> _Task to carry out_
Restate verbatim the span of lines below between the line with "the backend API." and the line with "let response = request.send().await?;", including those two lines, and only that span.

> _Material for this exercise_
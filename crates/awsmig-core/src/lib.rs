//! Core of the AWS account-migration assistant.
//!
//! Owns the phases/steps data model and the sequencing logic around it:
//! - `types` - status enums and the step/phase/process records
//! - `catalog` - the shipped six-phase catalog plus construction-time
//!   validation
//! - `state` - the migration state store; all mutation flows through its
//!   named operations
//! - `gating` - pure entry checks enforcing phase and step ordering
//!
//! Everything here is synchronous and in-memory. The executor client, the
//! result adapter, and the chat agent live in `awsmig-client`.

pub mod catalog;
pub mod error;
pub mod gating;
pub mod state;
pub mod types;

pub use catalog::{builtin_phases, validate_catalog};
pub use error::CatalogError;
pub use gating::{check_step_access, StepAccess};
pub use state::MigrationState;
pub use types::{
    AutomationType, MigrationProcess, MigrationStep, Phase, PhaseType, StepStatus,
};
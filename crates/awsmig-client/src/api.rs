//! Step Executor Client
//!
//! Contract to the backend that actually performs a step's AWS operations.
//! A step is addressed by `<phase-type>/<slug>` with the selected account
//! forwarded as the `account_id` query parameter; responses carry a status
//! from the shared step enum plus an opaque result payload and log lines.

use async_trait::async_trait;
use awsmig_core::{MigrationStep, StepStatus};
use serde::{Deserialize, Serialize};
use thiserror::Error;
use tracing::debug;

/// Default backend location for local development.
pub const DEFAULT_BASE_URL: &str = "http://localhost:8005/api";

/// Environment variable overriding the backend location.
pub const BASE_URL_ENV: &str = "MIGRATION_API_BASE_URL";

/// Result of one executor invocation.
#[derive(Debug, Clone, Serialize, Deserialize)]
pub struct StepExecution {
    pub step_id: u32,
    pub title: String,
    pub status: StepStatus,
    /// Opaque payload; rendered by the presentation layer, never
    /// interpreted here.
    #[serde(default)]
    pub result: Option<serde_json::Value>,
    #[serde(default)]
    pub logs: Vec<String>,
    /// Seconds the backend spent executing.
    #[serde(default)]
    pub execution_time: Option<u32>,
    #[serde(default)]
    pub slug: Option<String>,
}

/// Executor failures. None of these mutate step status; the caller surfaces
/// the message and the operator may retry.
#[derive(Debug, Error)]
pub enum ExecutorError {
    /// The backend answered with a non-success status code.
    #[error("executor returned HTTP {status} for {path}")]
    Http { status: u16, path: String },

    /// The request never completed (connect failure, timeout, bad body).
    #[error("executor transport failure: {0}")]
    Transport(#[from] reqwest::Error),

    /// The step id does not exist in the catalog.
    #[error("step {0} not found")]
    UnknownStep(u32),

    /// The step has no backend endpoint; it is handled through manual
    /// instructions only.
    #[error("step {0} has no execution endpoint")]
    NotExecutable(u32),
}

/// Seam between state transitions and the backend. Production uses
/// [`HttpExecutor`]; tests drop in hand-rolled fakes so the store stays
/// unit-testable without network mocking.
#[async_trait]
pub trait StepExecutor {
    /// Run the step once and return its outcome.
    async fn execute_step(
        &self,
        step: &MigrationStep,
        account_id: Option<&str>,
    ) -> Result<StepExecution, ExecutorError>;

    /// Latest stored outcome for the step, without re-executing it.
    async fn latest_result(
        &self,
        step: &MigrationStep,
        account_id: Option<&str>,
    ) -> Result<StepExecution, ExecutorError>;

    /// Full execution history for the step.
    async fn step_history(
        &self,
        step: &MigrationStep,
        account_id: Option<&str>,
    ) -> Result<Vec<StepExecution>, ExecutorError>;
}

/// Executor path for a step: `<phase-type>/<slug>`, the numeric id standing
/// in when the step carries no slug.
pub fn step_path(step: &MigrationStep) -> String {
    format!("{}/{}", step.phase.as_str(), step.slug_or_id())
}

/// HTTP executor over the backend API.
#[derive(Debug, Clone)]
pub struct HttpExecutor {
    client: reqwest::Client,
    base_url: String,
}

impl HttpExecutor {
    pub fn new(base_url: impl Into<String>) -> Self {
        let base_url = base_url.into().trim_end_matches('/').to_string();
        Self {
            client: reqwest::Client::new(),
            base_url,
        }
    }

    /// Base URL from `MIGRATION_API_BASE_URL`, falling back to the local
    /// development backend.
    pub fn from_env() -> Self {
        let base = std::env::var(BASE_URL_ENV).unwrap_or_else(|_| DEFAULT_BASE_URL.to_string());
        Self::new(base)
    }

    pub fn base_url(&self) -> &str {
        &self.base_url
    }

    fn url_for(&self, step: &MigrationStep, suffix: Option<&str>) -> String {
        let mut url = format!("{}/{}", self.base_url, step_path(step));
        if let Some(suffix) = suffix {
            url.push('/');
            url.push_str(suffix);
        }
        url
    }

    async fn get_json<T: serde::de::DeserializeOwned>(
        &self,
        url: String,
        account_id: Option<&str>,
    ) -> Result<T, ExecutorError> {
        let mut request = self.client.get(&url);
        if let Some(account) = account_id {
            request = request.query(&[("account_id", account)]);
        }

        debug!(%url, account = ?account_id, "calling step executor");
        let response = request.send().await?;
        if !response.status().is_success() {
            return Err(ExecutorError::Http {
                status: response.status().as_u16(),
                path: url,
            });
        }

        Ok(response.json::<T>().await?)
    }
}

#[async_trait]
impl StepExecutor for HttpExecutor {
    async fn execute_step(
        &self,
        step: &MigrationStep,
        account_id: Option<&str>,
    ) -> Result<StepExecution, ExecutorError> {
        self.get_json(self.url_for(step, None), account_id).await
    }

    async fn latest_result(
        &self,
        step: &MigrationStep,
        account_id: Option<&str>,
    ) -> Result<StepExecution, ExecutorError> {
        self.get_json(self.url_for(step, Some("latest")), account_id)
            .await
    }

    async fn step_history(
        &self,
        step: &MigrationStep,
        account_id: Option<&str>,
    ) -> Result<Vec<StepExecution>, ExecutorError> {
        self.get_json(self.url_for(step, Some("history")), account_id)
            .await
    }
}

#[cfg(test)]
mod tests {
    use super::*;
    use awsmig_core::{builtin_phases, AutomationType, PhaseType};

    fn check_ram_step() -> MigrationStep {
        builtin_phases()
            .into_iter()
            .flat_map(|p| p.steps)
            .find(|s| s.id == 1)
            .unwrap()
    }

    #[test]
    fn test_step_path_uses_slug() {
        let step = check_ram_step();
        assert_eq!(step_path(&step), "assess-existing/check_ram");
    }

    #[test]
    fn test_step_path_falls_back_to_id() {
        let mut step = check_ram_step();
        step.slug = None;
        assert_eq!(step_path(&step), "assess-existing/1");
    }

    #[test]
    fn test_url_construction() {
        let exec = HttpExecutor::new("http://backend:8005/api/");
        let step = check_ram_step();
        assert_eq!(
            exec.url_for(&step, None),
            "http://backend:8005/api/assess-existing/check_ram"
        );
        assert_eq!(
            exec.url_for(&step, Some("latest")),
            "http://backend:8005/api/assess-existing/check_ram/latest"
        );
        assert_eq!(
            exec.url_for(&step, Some("history")),
            "http://backend:8005/api/assess-existing/check_ram/history"
        );
    }

    #[test]
    fn test_from_env_defaults_to_local_backend() {
        std::env::remove_var(BASE_URL_ENV);
        let exec = HttpExecutor::from_env();
        assert_eq!(exec.base_url(), DEFAULT_BASE_URL);
    }

    #[test]
    fn test_step_execution_deserializes_backend_shape() {
        let body = serde_json::json!({
            "step_id": 1,
            "title": "Check for resources shared via RAM",
            "status": "completed",
            "result": { "success": true, "shared_resources": [] },
            "logs": [
                "Initializing AWS SDK...",
                "Connecting to AWS account...",
                "Checking for resources shared via RAM...",
            ],
            "execution_time": 4
        });

        let execution: StepExecution = serde_json::from_value(body).unwrap();
        assert_eq!(execution.step_id, 1);
        assert_eq!(execution.status, StepStatus::Completed);
        assert_eq!(execution.logs.len(), 3);
        assert_eq!(execution.execution_time, Some(4));
        assert!(execution.slug.is_none());
    }

    #[test]
    fn test_step_execution_tolerates_minimal_payload() {
        let body = serde_json::json!({
            "step_id": 19,
            "title": "Move account into target OU",
            "status": "requires-action"
        });

        let execution: StepExecution = serde_json::from_value(body).unwrap();
        assert_eq!(execution.status, StepStatus::RequiresAction);
        assert!(execution.result.is_none());
        assert!(execution.logs.is_empty());
    }

    #[test]
    fn test_catalog_slugs_resolve_against_phase_paths() {
        // Every executable step must produce a well-formed address
        for phase in builtin_phases() {
            for step in &phase.steps {
                if !step.api_available {
                    continue;
                }
                let path = step_path(step);
                assert!(path.starts_with(PhaseType::AssessExisting.as_str()));
                assert_eq!(step.automation_type, AutomationType::FullyAutomated);
            }
        }
    }
}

> _Answer box_
/// HTTP executor over the backend API.
#[derive(Debug, Clone)]
pub struct HttpExecutor {
    client: reqwest::Client,
    base_url: String,
}

impl HttpExecutor {
    pub fn new(base_url: impl Into<String>) -> Self {
        let base_url = base_url.into().trim_end_matches('/').to_string();
        Self {
            client: reqwest::Client::new(),
            base_url,
        }
    }

    /// Base URL from `MIGRATION_API_BASE_URL`, falling back to the local
    /// development backend.
    pub fn from_env() -> Self {
        let base = std::env::var(BASE_URL_ENV).unwrap_or_else(|_| DEFAULT_BASE_URL.to_string());
        Self::new(base)
    }

    pub fn base_url(&self) -> &str {
        &self.base_url
    }

    fn url_for(&self, step: &MigrationStep, suffix: Option<&str>) -> String {
        let mut url = format!("{}/{}", self.base_url, step_path(step));
        if let Some(suffix) = suffix {
            url.push('/');
            url.push_str(suffix);
        }
        url
    }

    async fn get_json<T: serde::de::DeserializeOwned>(
        &self,
        url: String,
        account_id: Option<&str>,
    ) -> Result<T, ExecutorError> {
        let mut request = self.client.get(&url);
        if let Some(account) = account_id {
            request = request.query(&[("account_id", account)]);
        }

        debug!(%url, account = ?account_id, "calling step executor");
        let response = request.send().await?;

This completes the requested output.